Questa infinita possibilità di personalizzazione ha però una controindicazione, cioè che i server sono diversi uno dall’altro come funzionalità e non esiste uno standard. A tamponare questo, la fondazione XMPP rilascia ogni anno una “compliance suite”, praticamente una lista di moduli che è caldamente consigliato attivare. Per controllare quanto è “standard” un server è possibile controllare il sito https://compliance.conversations.im/ e sceglierne uno in base alle proprie esigenze.

Ho detto questo, perchè è successo di incontrare persone, specialmente nelle conversazioni di gruppo, e far fatica ad aggiungerle (all’inizio). Ma successivamente zero problemi.

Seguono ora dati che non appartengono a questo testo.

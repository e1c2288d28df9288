//! Aptora CLI - log in to the Aptora trading backend from a terminal.
//!
//! Drives the same session store a UI would: stored sessions are restored on
//! start, access tokens are renewed in the background, and an expired
//! session sends the user back to `aptora login`.

use std::io::{self, Write};

use anyhow::{bail, Context, Result};
use aptora_core::config::TokenStorageKind;
use aptora_core::models::Registration;
use aptora_core::{ApiError, AuthState, Config, SessionEvent, SessionStore};
use tracing::info;
use tracing_appender::non_blocking::WorkerGuard;
use tracing_subscriber::{fmt, prelude::*, EnvFilter};

const USAGE: &str = "\
Usage: aptora [--ephemeral] <command> [args]

Commands:
  login [email]                 Log in (prompts for password)
  register <email> <username> [--referral <code>]
  logout                        End the session and forget stored tokens
  whoami                        Show the logged-in user
  refresh                       Exchange the refresh token for a new access token
  profile <username>            Show another user's public profile
  check-username <username>     Check whether a username is free
  forgot-password <email>       Send a password reset link
  reset-password <token>        Set a new password from a reset link
  link-wallet <address>         Attach a wallet address to the account
  watch                         Keep the session alive until it ends

Options:
  --ephemeral                   Keep tokens in memory only";

/// Log file name in the cache directory
const LOG_FILE: &str = "aptora.log";

/// Initialize the tracing subscriber for logging.
/// Returns the guard that flushes the log file on drop.
fn init_tracing(config: &Config) -> Option<WorkerGuard> {
    // Use RUST_LOG env var to control log level (e.g., RUST_LOG=debug)
    let filter = EnvFilter::try_from_default_env().unwrap_or_else(|_| EnvFilter::new("warn"));

    let (file_layer, guard) = match config.cache_dir() {
        Ok(dir) => {
            let appender = tracing_appender::rolling::daily(dir, LOG_FILE);
            let (writer, guard) = tracing_appender::non_blocking(appender);
            (Some(fmt::layer().with_writer(writer).with_ansi(false)), Some(guard))
        }
        Err(_) => (None, None),
    };

    tracing_subscriber::registry()
        .with(fmt::layer().with_writer(io::stderr))
        .with(file_layer)
        .with(filter)
        .init();
    guard
}

#[tokio::main]
async fn main() -> Result<()> {
    // Load .env file if present (silently ignore if not found)
    let _ = dotenvy::dotenv();

    let mut args: Vec<String> = std::env::args().skip(1).collect();
    let ephemeral = take_flag(&mut args, "--ephemeral");

    let mut config = Config::load().context("Failed to load configuration")?;
    if ephemeral {
        config.token_storage = TokenStorageKind::Memory;
    }

    let _guard = init_tracing(&config);
    info!(api = %config.api_base_url, "Aptora CLI starting");

    let Some(command) = args.first().cloned() else {
        println!("{}", USAGE);
        return Ok(());
    };
    let rest = &args[1..];

    let store = SessionStore::from_config(&config)?;
    store.initialize().await;

    let result = match command.as_str() {
        "login" => login(&store, &mut config, rest).await,
        "register" => register(&store, rest).await,
        "logout" => {
            store.logout().await;
            println!("Logged out.");
            Ok(())
        }
        "whoami" => whoami(&store.state()),
        "refresh" => {
            require_session(&store.state())?;
            store.refresh_access_token().await?;
            println!("Access token refreshed.");
            Ok(())
        }
        "profile" => {
            let username = arg(rest, 0, "username")?;
            let profile = store.api().user_profile_by_username(username).await?;
            println!("{}", serde_json::to_string_pretty(&profile)?);
            Ok(())
        }
        "check-username" => {
            let username = arg(rest, 0, "username")?;
            if store.api().check_username(username).await? {
                println!("{} is available", username);
            } else {
                println!("{} is already taken", username);
            }
            Ok(())
        }
        "forgot-password" => {
            let email = arg(rest, 0, "email")?;
            store.api().forgot_password(email).await?;
            println!("If an account with {} exists, a reset link is on its way.", email);
            Ok(())
        }
        "reset-password" => {
            let token = arg(rest, 0, "token")?;
            let password = rpassword::prompt_password("New password: ")?;
            let confirm = rpassword::prompt_password("Confirm password: ")?;
            store.api().reset_password(token, &password, Some(&confirm)).await?;
            println!("Password updated. You can log in now.");
            Ok(())
        }
        "link-wallet" => {
            let wallet = arg(rest, 0, "address")?;
            let user = store.set_wallet_address(wallet).await?;
            println!(
                "Linked wallet {} (profile {}).",
                wallet,
                user.profile_address.as_deref().unwrap_or("-")
            );
            Ok(())
        }
        "watch" => watch(&store).await,
        "help" | "--help" | "-h" => {
            println!("{}", USAGE);
            Ok(())
        }
        other => bail!("Unknown command '{}'\n\n{}", other, USAGE),
    };

    if let Err(ref e) = result {
        if let Some(ApiError::SessionExpired(_)) = e.downcast_ref::<ApiError>() {
            eprintln!("Your session has expired. Run `aptora login` to sign in again.");
        }
    }

    info!("Aptora CLI shutting down");
    result
}

fn take_flag(args: &mut Vec<String>, flag: &str) -> bool {
    let before = args.len();
    args.retain(|a| a != flag);
    args.len() != before
}

fn take_option(args: &mut Vec<String>, name: &str) -> Result<Option<String>> {
    let Some(pos) = args.iter().position(|a| a == name) else {
        return Ok(None);
    };
    if pos + 1 >= args.len() {
        bail!("{} needs a value", name);
    }
    let value = args.remove(pos + 1);
    args.remove(pos);
    Ok(Some(value))
}

fn arg<'a>(args: &'a [String], index: usize, name: &str) -> Result<&'a str> {
    args.get(index)
        .map(String::as_str)
        .ok_or_else(|| anyhow::anyhow!("Missing <{}>\n\n{}", name, USAGE))
}

fn prompt(label: &str) -> Result<String> {
    print!("{}", label);
    io::stdout().flush()?;
    let mut input = String::new();
    io::stdin().read_line(&mut input)?;
    Ok(input.trim().to_string())
}

fn require_session(state: &AuthState) -> Result<()> {
    if !state.is_authenticated {
        bail!("Not logged in. Run `aptora login` first.");
    }
    Ok(())
}

async fn login(store: &SessionStore, config: &mut Config, args: &[String]) -> Result<()> {
    let email = match args.first() {
        Some(email) => email.clone(),
        None => match config.last_email.clone() {
            Some(last) => {
                let entered = prompt(&format!("Email [{}]: ", last))?;
                if entered.is_empty() { last } else { entered }
            }
            None => prompt("Email: ")?,
        },
    };
    let password = rpassword::prompt_password("Password: ")?;

    let user = store.login(&email, &password).await?;
    println!("Logged in as {}.", user.display_name());

    config.last_email = Some(email);
    if let Err(e) = config.save() {
        tracing::warn!(error = %e, "Failed to save config");
    }
    Ok(())
}

async fn register(store: &SessionStore, args: &[String]) -> Result<()> {
    let mut args = args.to_vec();
    let referral_code = take_option(&mut args, "--referral")?;
    let email = arg(&args, 0, "email")?.to_string();
    let username = arg(&args, 1, "username")?.to_string();

    let username_free = username_available(store.api().check_username(&username).await)?;
    if !username_free {
        bail!("Please choose an available username");
    }

    let password = rpassword::prompt_password("Password: ")?;
    let confirm = rpassword::prompt_password("Confirm password: ")?;
    let registration = Registration {
        email,
        username,
        password,
        confirm_password: Some(confirm),
        referral_code,
    };

    let user = store.register(&registration).await?;
    println!("Welcome, {}!", user.display_name());
    Ok(())
}

/// An unreachable availability check is not fatal; the server decides at
/// registration. Any other failure, local validation included, is.
fn username_available(check: Result<bool, ApiError>) -> Result<bool> {
    match check {
        Ok(free) => Ok(free),
        Err(ApiError::Network(e)) => {
            tracing::warn!(error = %e, "Username availability check failed");
            Ok(true)
        }
        Err(e) => Err(e.into()),
    }
}

fn whoami(state: &AuthState) -> Result<()> {
    require_session(state)?;
    if let Some(ref user) = state.user {
        println!("{}", serde_json::to_string_pretty(user)?);
    }
    Ok(())
}

/// Hold the session open and report renewals until it ends.
async fn watch(store: &SessionStore) -> Result<()> {
    require_session(&store.state())?;
    let mut events = store.events();
    println!("Watching session; access token renews in the background.");

    loop {
        match events.recv().await {
            Ok(SessionEvent::Refreshed) => println!("Access token renewed."),
            Ok(SessionEvent::LoggedIn) => println!("Session replaced."),
            Ok(SessionEvent::LoggedOut) => {
                println!("Logged out.");
                return Ok(());
            }
            Ok(SessionEvent::Expired) => {
                return Err(ApiError::SessionExpired("renewal failed".to_string()).into());
            }
            Err(tokio::sync::broadcast::error::RecvError::Lagged(_)) => continue,
            Err(tokio::sync::broadcast::error::RecvError::Closed) => return Ok(()),
        }
    }
}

Se guardiamo al lato server (ce ne sono diversi di programmi che permettono di fornire un servizio XMPP) è relativamente facile sia da installare che da configurare da chi ha una conoscenza media di linux e di server (tutti abbiamo almeno un amico buono coi computer che ne sarebbe in grado, non richiede grosse conoscenze e ci sono guide validissime sul web). Consuma talmente poche risorse che potrebbe essere perfettamente gestibile da un Raspberry Pi (ovviamente se fornite un servizio per famiglia e amici, non all’intero internet).